This is a short paper on Bioeradication containing definitions and theory. It is a work in progress which is being further developed throughout the field season of 2015 and ... .

1. Bioeradication
This is an extension of a pair of presentations I gave at the NENHC 2013 in April of this year on the
control of non-native invasive species. The first paper was on Bioeradication, with examples. The second was
a presentation of Ailanthus altissima chemical control and bioeradication.
As in all things biological and especially ecological, it is not complete due to the complexity of biological
systems and even greater complexity of ecological systems. The ideas and examples are still a work in
progress. However, as is self-evident, what is presented here describes and explains the much safer use of
Native Bioeradicants as an alternative to the dangerous practice of Classical Biocontrol.
Classical biocontrol – the introduction of non-native organisms in the attempt to reduce the effects of other
introduced non-native organisms on ecosystems. This is a losing proposition as the goal is not to remove the
problems, just reduce their effects.
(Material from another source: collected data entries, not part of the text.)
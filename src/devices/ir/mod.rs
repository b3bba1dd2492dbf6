//! IR receiver
//!
//! Consumes pulse samples from the edge capture unit, reconstructs 32-bit
//! frames, and maps them to remote commands. Frames are single-fire: a
//! decoded command is returned exactly once per physical button press.

mod command;
mod decoder;

pub use command::{
    Command, CODE_BACKWARD, CODE_FORWARD, CODE_LEFT, CODE_MODE, CODE_RESET, CODE_RIGHT,
    CODE_SPEED_DOWN, CODE_SPEED_UP, CODE_STOP,
};
pub use decoder::{IrFrame, IrFrameDecoder};

use crate::core::config::IrTimingConfig;
use crate::devices::error::{DeviceError, Result};
use crate::platform::{EdgeCaptureInterface, TimerInterface};

/// IR receiver over an edge capture unit
pub struct IrReceiver<C, T>
where
    C: EdgeCaptureInterface,
    T: TimerInterface,
{
    capture: C,
    timer: T,
    decoder: IrFrameDecoder,
    config: IrTimingConfig,
}

impl<C, T> IrReceiver<C, T>
where
    C: EdgeCaptureInterface,
    T: TimerInterface,
{
    /// Create a receiver with default timing
    pub fn new(capture: C, timer: T) -> Self {
        Self::with_config(capture, timer, IrTimingConfig::default())
    }

    /// Create a receiver with custom timing
    pub fn with_config(capture: C, timer: T, config: IrTimingConfig) -> Self {
        Self {
            capture,
            timer,
            decoder: IrFrameDecoder::with_config(config),
            config,
        }
    }

    /// Drain pending captures and return a decoded command, if one completed
    ///
    /// Non-blocking. A window boundary with a frame still in progress is a
    /// recovered decode timeout: the partial frame is discarded and decoding
    /// resumes clean next window. Unknown codes are logged and swallowed.
    ///
    /// # Errors
    ///
    /// Propagates platform errors from the capture unit.
    pub fn poll_command(&mut self) -> Result<Option<Command>> {
        let mut decoded = None;

        loop {
            if self.capture.take_window() {
                let pending = self.decoder.bits_pending();
                if pending != 0 {
                    crate::log_debug!(
                        "frame window elapsed with {} bits pending, discarding",
                        pending
                    );
                    self.decoder.reset();
                }
                continue;
            }

            let Some(sample) = self.capture.take_sample() else {
                break;
            };

            if let Some(frame) = self.decoder.feed(sample) {
                match Command::from_code(frame.code) {
                    Ok(cmd) => decoded = Some(cmd),
                    Err(DeviceError::UnknownCommand { code }) => {
                        crate::log_warn!("ignoring unmapped IR code {}", code);
                    }
                    Err(e) => return Err(e),
                }
            }
        }

        Ok(decoded)
    }

    /// Block (bounded) until a command decodes
    ///
    /// The cooperative replacement for the original busy-wait on the frame
    /// window flag.
    ///
    /// # Errors
    ///
    /// Returns `DeviceError::DecodeTimeout` if no complete command arrives
    /// within `timeout_ms`.
    pub fn wait_command(&mut self, timeout_ms: u32) -> Result<Command> {
        let deadline = self
            .timer
            .now_us()
            .saturating_add(u64::from(timeout_ms) * 1000);

        loop {
            if let Some(cmd) = self.poll_command()? {
                return Ok(cmd);
            }
            if self.timer.now_us() >= deadline {
                return Err(DeviceError::DecodeTimeout);
            }
            self.timer.delay_us(self.config.poll_interval_us)?;
        }
    }
}

#[cfg(test)]
mod tests {
    use super::*;
    use crate::platform::mock::{MockEdgeCapture, MockTimer};

    fn push_code(capture: &mut MockEdgeCapture, code: u32) {
        capture.push_high(2275);
        for i in (0..32).rev() {
            capture.push_high(if code & (1 << i) != 0 { 416 } else { 146 });
        }
    }

    fn receiver(capture: MockEdgeCapture) -> IrReceiver<MockEdgeCapture, MockTimer> {
        IrReceiver::new(capture, MockTimer::new())
    }

    #[test]
    fn test_poll_decodes_one_command() {
        let mut capture = MockEdgeCapture::new();
        push_code(&mut capture, CODE_FORWARD);

        let mut rx = receiver(capture);
        assert_eq!(rx.poll_command().unwrap(), Some(Command::Forward));
        // Single-fire: the frame was consumed with the read
        assert_eq!(rx.poll_command().unwrap(), None);
    }

    #[test]
    fn test_poll_discards_partial_frame_on_window() {
        let mut capture = MockEdgeCapture::new();
        capture.push_high(2275);
        capture.push_high(416);
        capture.push_high(146);
        capture.push_window();
        push_code(&mut capture, CODE_STOP);

        let mut rx = receiver(capture);
        assert_eq!(rx.poll_command().unwrap(), Some(Command::Stop));
    }

    #[test]
    fn test_poll_swallows_unknown_code() {
        let mut capture = MockEdgeCapture::new();
        push_code(&mut capture, 0x0000_1234);

        let mut rx = receiver(capture);
        assert_eq!(rx.poll_command().unwrap(), None);
    }

    #[test]
    fn test_wait_command_times_out() {
        let mut rx = receiver(MockEdgeCapture::new());
        assert_eq!(
            rx.wait_command(70).unwrap_err(),
            DeviceError::DecodeTimeout
        );
    }

    #[test]
    fn test_wait_command_returns_decoded() {
        let mut capture = MockEdgeCapture::new();
        push_code(&mut capture, CODE_SPEED_UP);

        let mut rx = receiver(capture);
        assert_eq!(rx.wait_command(70).unwrap(), Command::SpeedUp);
    }
}
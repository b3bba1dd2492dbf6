//! Platform abstraction traits
//!
//! This module defines the traits that platform implementations must provide.

pub mod adc;
pub mod capture;
pub mod gpio;
pub mod platform;
pub mod pwm;
pub mod timer;

// Re-export trait interfaces
pub use adc::AnalogInterface;
pub use capture::{EdgeCaptureInterface, PulseLevel, PulseSample};
pub use gpio::{GpioInterface, GpioMode};
pub use platform::Platform;
pub use pwm::PwmInterface;
pub use timer::TimerInterface;
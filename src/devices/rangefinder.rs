//! Ultrasonic range finder
//!
//! Drives an HC-SR04-class sensor: a ~10 µs pulse on the trigger line, then
//! the echo line's high interval measured by the edge capture unit. The
//! echo wait is bounded; a disconnected sensor yields `RangeTimeout` instead
//! of hanging the control loop.
//!
//! The capture backend is interchangeable: the interrupt-capture unit used
//! here and a periodic auto-retrigger timer both satisfy
//! [`EdgeCaptureInterface`] and this driver's contract.

use crate::core::config::RangeConfig;
use crate::devices::error::{DeviceError, Result};
use crate::devices::traits::RangeSensor;
use crate::platform::{EdgeCaptureInterface, GpioInterface, PulseLevel, TimerInterface};

/// One distance measurement
///
/// `inches = ticks / 37` with the divisor from [`RangeConfig`]; unsigned
/// arithmetic, so a tick count below the divisor floors to 0 and a distance
/// is never negative. Valid only for the trigger cycle that produced it.
#[derive(Debug, Clone, Copy, PartialEq, Eq)]
#[cfg_attr(feature = "defmt", derive(defmt::Format))]
pub struct DistanceReading {
    /// Raw echo high-interval width in capture ticks
    pub ticks: u16,
    /// Converted distance in inches
    pub inches: u16,
}

impl DistanceReading {
    /// Convert a raw echo width using the given ticks-per-inch divisor
    pub fn from_ticks(ticks: u16, ticks_per_inch: u16) -> Self {
        Self {
            ticks,
            inches: ticks / ticks_per_inch,
        }
    }

    /// Build a reading from a known distance (test scripting)
    pub fn from_inches(inches: u16) -> Self {
        Self {
            ticks: inches.saturating_mul(37),
            inches,
        }
    }
}

/// Ultrasonic range finder over capture + trigger pin + timer
pub struct RangeFinder<C, G, T>
where
    C: EdgeCaptureInterface,
    G: GpioInterface,
    T: TimerInterface,
{
    capture: C,
    trigger: G,
    timer: T,
    config: RangeConfig,
}

impl<C, G, T> RangeFinder<C, G, T>
where
    C: EdgeCaptureInterface,
    G: GpioInterface,
    T: TimerInterface,
{
    /// Create a range finder with default timing
    pub fn new(capture: C, trigger: G, timer: T) -> Self {
        Self::with_config(capture, trigger, timer, RangeConfig::default())
    }

    /// Create a range finder with custom timing
    pub fn with_config(capture: C, trigger: G, timer: T, config: RangeConfig) -> Self {
        Self {
            capture,
            trigger,
            timer,
            config,
        }
    }

    /// Emit one trigger pulse
    ///
    /// # Errors
    ///
    /// Propagates platform errors from the trigger pin or timer.
    pub fn trigger(&mut self) -> Result<()> {
        self.trigger.set_high()?;
        self.timer.delay_us(self.config.trigger_pulse_us)?;
        self.trigger.set_low()?;
        Ok(())
    }

    /// Trigger and wait for the echo, bounded
    ///
    /// Owns the full cycle: stale captures are discarded before triggering,
    /// so a reading can never come from a previous ping.
    ///
    /// # Errors
    ///
    /// Returns `DeviceError::RangeTimeout` if no echo high interval is
    /// captured within the configured bound.
    pub fn measure(&mut self) -> Result<DistanceReading> {
        self.capture.restart()?;
        self.trigger()?;

        let deadline = self
            .timer
            .now_us()
            .saturating_add(u64::from(self.config.echo_timeout_ms) * 1000);

        loop {
            if let Some(sample) = self.capture.take_sample() {
                if sample.level == PulseLevel::High {
                    return Ok(DistanceReading::from_ticks(
                        sample.ticks,
                        self.config.ticks_per_inch,
                    ));
                }
                // Low interval: the gap before the echo burst, keep waiting
            }
            if self.timer.now_us() >= deadline {
                return Err(DeviceError::RangeTimeout);
            }
            self.timer.delay_us(self.config.poll_interval_us)?;
        }
    }
}

impl<C, G, T> RangeSensor for RangeFinder<C, G, T>
where
    C: EdgeCaptureInterface,
    G: GpioInterface,
    T: TimerInterface,
{
    fn distance(&mut self) -> Result<DistanceReading> {
        self.measure()
    }
}

#[cfg(test)]
mod tests {
    use super::*;
    use crate::platform::mock::{MockEdgeCapture, MockGpio, MockTimer};

    fn finder(capture: MockEdgeCapture) -> RangeFinder<MockEdgeCapture, MockGpio, MockTimer> {
        RangeFinder::new(capture, MockGpio::new_output(), MockTimer::new())
    }

    #[test]
    fn test_conversion_known_echo() {
        // 370 ticks at 37 ticks/inch is exactly 10 inches
        let reading = DistanceReading::from_ticks(370, 37);
        assert_eq!(reading.inches, 10);
    }

    #[test]
    fn test_conversion_floors_to_zero() {
        assert_eq!(DistanceReading::from_ticks(0, 37).inches, 0);
        assert_eq!(DistanceReading::from_ticks(36, 37).inches, 0);
        assert_eq!(DistanceReading::from_ticks(37, 37).inches, 1);
    }

    #[test]
    fn test_measure_reads_echo() {
        let mut capture = MockEdgeCapture::new();
        capture.push_high(370);

        let mut rf = finder(capture);
        let reading = rf.measure().unwrap();
        assert_eq!(reading.inches, 10);
        assert_eq!(reading.ticks, 370);
    }

    #[test]
    fn test_measure_skips_low_interval() {
        // The quiet gap before the echo burst must not be read as a distance
        let mut capture = MockEdgeCapture::new();
        capture.push_low(500);
        capture.push_high(74);

        let mut rf = finder(capture);
        assert_eq!(rf.measure().unwrap().inches, 2);
    }

    #[test]
    fn test_measure_times_out() {
        let mut rf = finder(MockEdgeCapture::new());
        assert_eq!(rf.measure().unwrap_err(), DeviceError::RangeTimeout);
    }

    #[test]
    fn test_measure_discards_stale_capture() {
        let mut capture = MockEdgeCapture::new();
        capture.push_high(370);
        let mut rf = finder(capture);

        rf.measure().unwrap();
        // Each measure restarts the capture before triggering
        assert_eq!(rf.capture.restarts(), 1);
        rf.measure().unwrap_err();
        assert_eq!(rf.capture.restarts(), 2);
    }

    #[test]
    fn test_trigger_pulses_pin() {
        let mut rf = finder(MockEdgeCapture::new());
        rf.trigger().unwrap();
        rf.trigger().unwrap();
        assert_eq!(rf.trigger.rising_writes(), 2);
        assert!(!rf.trigger.read());
    }
}
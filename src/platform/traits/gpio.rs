//! GPIO interface trait
//!
//! This module defines the GPIO (General Purpose Input/Output) interface that
//! platform implementations must provide. The rangefinder trigger line and the
//! H-bridge direction pins are driven through this trait.

use crate::platform::Result;

/// GPIO pin mode
#[derive(Debug, Clone, Copy, PartialEq, Eq)]
#[cfg_attr(feature = "defmt", derive(defmt::Format))]
pub enum GpioMode {
    /// Input mode (high impedance)
    Input,
    /// Input mode with pull-up resistor
    InputPullUp,
    /// Input mode with pull-down resistor
    InputPullDown,
    /// Output mode (push-pull)
    OutputPushPull,
}

/// GPIO interface trait
///
/// # Safety Invariants
///
/// - GPIO pin must be initialized before use
/// - Only one owner per GPIO pin instance
/// - No concurrent access to the same GPIO pin from multiple contexts
pub trait GpioInterface {
    /// Set GPIO pin high (logic level 1)
    ///
    /// Only valid in output mode.
    ///
    /// # Errors
    ///
    /// Returns `PlatformError::Gpio(GpioError::InvalidMode)` if the pin
    /// is not configured as an output.
    fn set_high(&mut self) -> Result<()>;

    /// Set GPIO pin low (logic level 0)
    ///
    /// Only valid in output mode.
    ///
    /// # Errors
    ///
    /// Returns `PlatformError::Gpio(GpioError::InvalidMode)` if the pin
    /// is not configured as an output.
    fn set_low(&mut self) -> Result<()>;

    /// Read GPIO pin state
    ///
    /// Returns `true` if the pin is high, `false` if low.
    /// Valid in both input and output modes.
    fn read(&self) -> bool;

    /// Set GPIO pin mode
    ///
    /// # Errors
    ///
    /// Returns `PlatformError::Gpio` if the mode cannot be set.
    fn set_mode(&mut self, mode: GpioMode) -> Result<()>;

    /// Get current GPIO pin mode
    fn mode(&self) -> GpioMode;
}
At the same time there are unforeseen negative effects which cannot be
predicted in the local and extra-local ecosystems in which they are introduced through genetic or behavioral
changes in native organisms in the ecosystem and in the non-native biocontrol such as the non-native
biocontrol changing food sources to native organisms, acting as a food subsidy for native organisms which
unbalances the native food web with multiple possible consequences, competition for nesting sites, breeding
resources or any other resource with which it is in competition with native organisms, introduction of disease(s)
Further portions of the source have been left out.